Mendengar ini, Lan Yifei mencibir, tampak cukup meremehkan. “Kau benar-benar tidak punya rasa takut. Aku ingin tahu ini, tetapi setelah membunuhmu, mencurigai jiwamu saja sudah cukup, apakah aku masih perlu membuat kesepakatan denganmu?”
Dia tidak bodoh. Begitu pengumpulan sumber asal itu terbongkar, Aliansi Dao Immortal tidak akan bisa melindunginya.
“Karena aku berani muncul di sini, aku tidak khawatir kau bisa membunuhku.”
“Jika kau tidak setuju, maka aku akan menambahkan syarat lain, dan aku akan memberitahumu tentang Teknik Sihir Penelan Keabadian yang aku ketahui.”
Su Qingge tampaknya tidak terkejut dengan reaksi Lan Yifei. Sebuah senyuman sinis tersungging di sudut bibirnya, dan dia melanjutkan dengan tenang.
Karena Gu Changge memperlakukannya sebagai bidak catur, mengapa dia tidak bisa meniru Gu Changge dan menggunakan orang lain sebagai bidak catur?
Mendengar ini, bahkan dalam kondisi mental Lan Yifei, dia tiba-tiba terdiam sesaat.

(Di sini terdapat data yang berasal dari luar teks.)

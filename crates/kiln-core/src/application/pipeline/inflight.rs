//! Per-fingerprint coordination of concurrent identical requests.
//!
//! The first request for a key becomes the owner and computes; later ones
//! wait on a watch channel for the owner's outcome. If the owner goes away
//! without publishing, its waiters see the channel close and race to take
//! over. Keys never wait on each other.

use std::collections::HashMap;
use std::sync::Arc;
use std::sync::atomic::{AtomicU64, Ordering};

use parking_lot::Mutex;
use tokio::sync::watch;

struct Slot<T> {
    id: u64,
    rx: watch::Receiver<Option<T>>,
}

type Slots<T> = Arc<Mutex<HashMap<String, Slot<T>>>>;

pub struct InFlight<T> {
    slots: Slots<T>,
    next_id: AtomicU64,
}

pub enum Role<T> {
    Owner(OwnerGuard<T>),
    Waiter(Waiter<T>),
}

impl<T: Clone> InFlight<T> {
    pub fn new() -> Self {
        Self {
            slots: Arc::new(Mutex::new(HashMap::new())),
            next_id: AtomicU64::new(0),
        }
    }

    /// Become the owner of `key`, or a waiter on the current owner.
    pub fn join(&self, key: &str) -> Role<T> {
        let mut slots = self.slots.lock();
        if let Some(slot) = slots.get(key) {
            // A closed channel is a dead owner whose guard has not run yet.
            if slot.rx.has_changed().is_ok() {
                return Role::Waiter(Waiter {
                    rx: slot.rx.clone(),
                });
            }
        }

        let id = self.next_id.fetch_add(1, Ordering::Relaxed);
        let (tx, rx) = watch::channel(None);
        slots.insert(key.to_string(), Slot { id, rx });
        Role::Owner(OwnerGuard {
            slots: Arc::clone(&self.slots),
            key: key.to_string(),
            id,
            tx,
        })
    }

    /// Keys with a live owner.
    pub fn len(&self) -> usize {
        self.slots.lock().len()
    }

    pub fn is_empty(&self) -> bool {
        self.len() == 0
    }
}

impl<T: Clone> Default for InFlight<T> {
    fn default() -> Self {
        Self::new()
    }
}

/// Held by the computing request. Dropping it releases the key.
pub struct OwnerGuard<T> {
    slots: Slots<T>,
    key: String,
    id: u64,
    tx: watch::Sender<Option<T>>,
}

impl<T> OwnerGuard<T> {
    /// Hand `value` to every current and future waiter on this key.
    pub fn publish(&self, value: T) {
        self.tx.send_replace(Some(value));
    }
}

impl<T> Drop for OwnerGuard<T> {
    fn drop(&mut self) {
        let mut slots = self.slots.lock();
        if slots.get(&self.key).is_some_and(|slot| slot.id == self.id) {
            slots.remove(&self.key);
        }
    }
}

pub struct Waiter<T> {
    rx: watch::Receiver<Option<T>>,
}

impl<T: Clone> Waiter<T> {
    /// The owner's outcome, or `None` if it vanished without publishing.
    pub async fn wait(mut self) -> Option<T> {
        loop {
            let current = self.rx.borrow_and_update().clone();
            if current.is_some() {
                return current;
            }
            if self.rx.changed().await.is_err() {
                return self.rx.borrow().clone();
            }
        }
    }
}

#[cfg(test)]
mod tests {
    use super::*;

    fn owner(role: Role<u32>) -> OwnerGuard<u32> {
        match role {
            Role::Owner(guard) => guard,
            Role::Waiter(_) => panic!("expected owner"),
        }
    }

    fn waiter(role: Role<u32>) -> Waiter<u32> {
        match role {
            Role::Waiter(w) => w,
            Role::Owner(_) => panic!("expected waiter"),
        }
    }

    #[tokio::test]
    async fn waiters_receive_the_owners_value() {
        let inflight = InFlight::new();
        let guard = owner(inflight.join("k"));
        let first = waiter(inflight.join("k"));
        let second = waiter(inflight.join("k"));

        let handle = tokio::spawn(first.wait());
        guard.publish(42);
        assert_eq!(handle.await.unwrap(), Some(42));
        assert_eq!(second.wait().await, Some(42));
    }

    #[tokio::test]
    async fn dropped_owner_lets_a_waiter_take_over() {
        let inflight = InFlight::new();
        let guard = owner(inflight.join("k"));
        let w = waiter(inflight.join("k"));
        drop(guard);

        assert_eq!(w.wait().await, None);
        assert!(inflight.is_empty());
        let _next = owner(inflight.join("k"));
        assert_eq!(inflight.len(), 1);
    }

    #[test]
    fn keys_are_independent() {
        let inflight = InFlight::<u32>::new();
        let _a = owner(inflight.join("a"));
        let _b = owner(inflight.join("b"));
        assert_eq!(inflight.len(), 2);
    }

    #[test]
    fn stale_guard_does_not_evict_a_newer_owner() {
        let inflight = InFlight::<u32>::new();
        let old = owner(inflight.join("k"));
        // The slot now belongs to a newer owner.
        inflight.slots.lock().get_mut("k").unwrap().id = u64::MAX;
        drop(old);
        assert_eq!(inflight.len(), 1);
    }
}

Alisnya berkerut, dan dia tampak agak ragu-ragu.
Meskipun semua kekuatan di Alam Atas memiliki kebencian yang mendalam terhadap pewaris kekuatan sihir dan sangat ingin memusnahkan mereka sepenuhnya.

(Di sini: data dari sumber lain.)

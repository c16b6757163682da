//! Materialized output: the merged file map and package manifest.

use std::collections::BTreeMap;

use serde::{Deserialize, Serialize};

use crate::domain::entities::common::RelativePath;
use crate::domain::version::VersionRange;
use crate::domain::warning::Warning;

/// Path → final content. Ordered, so iteration (and therefore every write and
/// every hash over it) is stable.
#[derive(Debug, Clone, Default, PartialEq, Eq, Serialize, Deserialize)]
#[serde(transparent)]
pub struct FileMap(BTreeMap<RelativePath, String>);

impl FileMap {
    pub fn new() -> Self {
        Self::default()
    }

    pub fn get(&self, path: &str) -> Option<&str> {
        RelativePath::try_new(path)
            .ok()
            .and_then(|p| self.0.get(&p))
            .map(String::as_str)
    }

    pub fn insert(&mut self, path: RelativePath, content: String) -> Option<String> {
        self.0.insert(path, content)
    }

    pub fn contains(&self, path: &RelativePath) -> bool {
        self.0.contains_key(path)
    }

    pub(crate) fn get_mut(&mut self, path: &RelativePath) -> Option<&mut String> {
        self.0.get_mut(path)
    }

    pub fn iter(&self) -> impl Iterator<Item = (&RelativePath, &String)> {
        self.0.iter()
    }

    pub fn paths(&self) -> impl Iterator<Item = &RelativePath> {
        self.0.keys()
    }

    pub fn len(&self) -> usize {
        self.0.len()
    }

    pub fn is_empty(&self) -> bool {
        self.0.is_empty()
    }

    /// Sum of content sizes in bytes.
    pub fn total_bytes(&self) -> usize {
        self.0.values().map(String::len).sum()
    }
}

/// One merged manifest dependency and the modules that asked for it.
#[derive(Debug, Clone, PartialEq, Eq, Serialize, Deserialize)]
pub struct ManifestEntry {
    pub range: VersionRange,
    pub contributors: Vec<String>,
}

/// Merged package manifest: dependency name → intersected range.
#[derive(Debug, Clone, Default, PartialEq, Eq, Serialize, Deserialize)]
#[serde(transparent)]
pub struct Manifest(BTreeMap<String, ManifestEntry>);

impl Manifest {
    pub fn new() -> Self {
        Self::default()
    }

    pub fn get(&self, dependency: &str) -> Option<&ManifestEntry> {
        self.0.get(dependency)
    }

    pub(crate) fn entry_mut(&mut self, dependency: &str) -> Option<&mut ManifestEntry> {
        self.0.get_mut(dependency)
    }

    pub(crate) fn insert(&mut self, dependency: String, entry: ManifestEntry) {
        self.0.insert(dependency, entry);
    }

    pub fn iter(&self) -> impl Iterator<Item = (&String, &ManifestEntry)> {
        self.0.iter()
    }

    pub fn len(&self) -> usize {
        self.0.len()
    }

    pub fn is_empty(&self) -> bool {
        self.0.is_empty()
    }

    /// `name → range` view, the shape package managers want.
    pub fn ranges(&self) -> BTreeMap<String, String> {
        self.0
            .iter()
            .map(|(k, v)| (k.clone(), v.range.to_string()))
            .collect()
    }
}

/// Result of instantiating a resolved module set.
#[derive(Debug, Clone, Default, PartialEq, Eq)]
pub struct Instantiation {
    pub files: FileMap,
    pub manifest: Manifest,
    pub warnings: Vec<Warning>,
}
//! Application layer for Kiln.
//!
//! This layer contains:
//! - **Pipeline**: the generation use case (`GenerationPipeline`)
//! - **Ports**: interface definitions (traits) for external dependencies
//! - **Errors**: application-specific error types
//!
//! The application layer coordinates the domain layer but contains no
//! composition logic itself. All composition rules live in `crate::domain`.

pub mod error;
pub mod pipeline;
pub mod ports;

pub use pipeline::{
    CacheStatus, GenerationPipeline, GenerationResult, PipelineConfig, PipelineMetrics,
    RunMetrics, Stage,
};

// Re-export port traits (for adapter implementation)
pub use ports::{CACHE_SCHEMA_VERSION, CacheEntry, CacheStore, Filesystem};

pub use error::ApplicationError;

Tetapi jika warisan kekuatan sihir itu jatuh ke tangannya, siapa yang benar-benar bisa bergeming?
Su Qingge memperhatikan ekspresinya tanpa merasa terkejut, dan tidak berbicara lagi.
Di halaman itu, keheningan maut tercipta untuk sesaat. Suasana sunyi itu berlangsung selama waktu pembakaran sebatang dupa penuh sebelum ekspresi Lan Yifei pulih kembali.

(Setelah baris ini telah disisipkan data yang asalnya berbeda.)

//! Tracing subscriber initialisation.
//!
//! Only the CLI crate is allowed to call [`init_logging`]; `kiln-core` and
//! `kiln-adapters` only *emit* spans and events.
//!
//! # Verbosity mapping
//!
//! | Flag(s)  | Filter level |
//! |----------|--------------|
//! | (none)   | WARN         |
//! | `-v`     | INFO         |
//! | `-vv`    | DEBUG        |
//! | `-vvv`   | TRACE        |
//! | `--quiet`| ERROR        |
//!
//! `RUST_LOG` overrides all of the above if set.

use std::io::IsTerminal as _;

use anyhow::Context;
use tracing_appender::non_blocking::WorkerGuard;
use tracing_subscriber::{EnvFilter, Layer, layer::SubscriberExt, util::SubscriberInitExt};

use crate::cli::GlobalArgs;

/// Initialise the global tracing subscriber.
///
/// Must be called exactly once, before any tracing macros fire. When
/// `--log-file` is given, JSON lines are appended there as well; the returned
/// guard flushes that writer and must live until the process exits.
pub fn init_logging(args: &GlobalArgs) -> anyhow::Result<Option<WorkerGuard>> {
    let level = derive_level(args);

    let filter = EnvFilter::try_from_default_env()
        .unwrap_or_else(|_| EnvFilter::new(filter_directives(level)));

    let use_ansi = !args.no_color && std::io::stderr().is_terminal();

    let fmt_layer = tracing_subscriber::fmt::layer()
        .with_target(false)
        .with_thread_ids(false)
        .with_file(false)
        .with_line_number(false)
        .with_ansi(use_ansi)
        .with_writer(std::io::stderr);

    let (file_layer, guard) = match &args.log_file {
        Some(path) => {
            let dir = path
                .parent()
                .filter(|p| !p.as_os_str().is_empty())
                .map_or_else(|| std::path::PathBuf::from("."), ToOwned::to_owned);
            let name = path
                .file_name()
                .with_context(|| format!("log file has no name: {}", path.display()))?;
            let appender = tracing_appender::rolling::never(dir, name);
            let (writer, guard) = tracing_appender::non_blocking(appender);
            let layer = tracing_subscriber::fmt::layer()
                .json()
                .with_ansi(false)
                .with_writer(writer)
                .boxed();
            (Some(layer), Some(guard))
        }
        None => (None, None),
    };

    tracing_subscriber::registry()
        .with(filter)
        .with(fmt_layer)
        .with(file_layer)
        .try_init()
        .map_err(|e| anyhow::anyhow!("Failed to initialise tracing: {e}"))?;

    Ok(guard)
}

/// Same level for the binary and both library crates.
fn filter_directives(level: &str) -> String {
    format!("kiln={level},kiln_core={level},kiln_adapters={level}")
}

/// Translate the verbosity counter + quiet flag to a level string.
fn derive_level(args: &GlobalArgs) -> &'static str {
    if args.quiet {
        return "error";
    }
    match args.verbose {
        0 => "warn",
        1 => "info",
        2 => "debug",
        _ => "trace",
    }
}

“Baiklah, aku berjanji padamu.”
Dia menyetujuinya. Di lubuk matanya, sesuatu bagaikan api liar yang membakar dan menyebar, namun tak lama kemudian kembali padam, tenang dan percaya diri.
Melihat penampilannya, Su Qingge tertawa dalam hatinya menganggap pria itu bodoh, tetapi wajahnya sama sekali tidak berubah.
Bahkan jika Lan Yifei tahu bahwa Gu Changge adalah pewaris kekuatan sihir yang sebenarnya, apa gunanya?
Apakah dia berani mempertanyakan atau menyelidikinya?
Pada akhirnya, hasil akhirnya tidak lain adalah mengkultivasikan ilmu sihir, menarik perhatian Gu Changge, dan kemudian menjadi kambing hitam yang baru.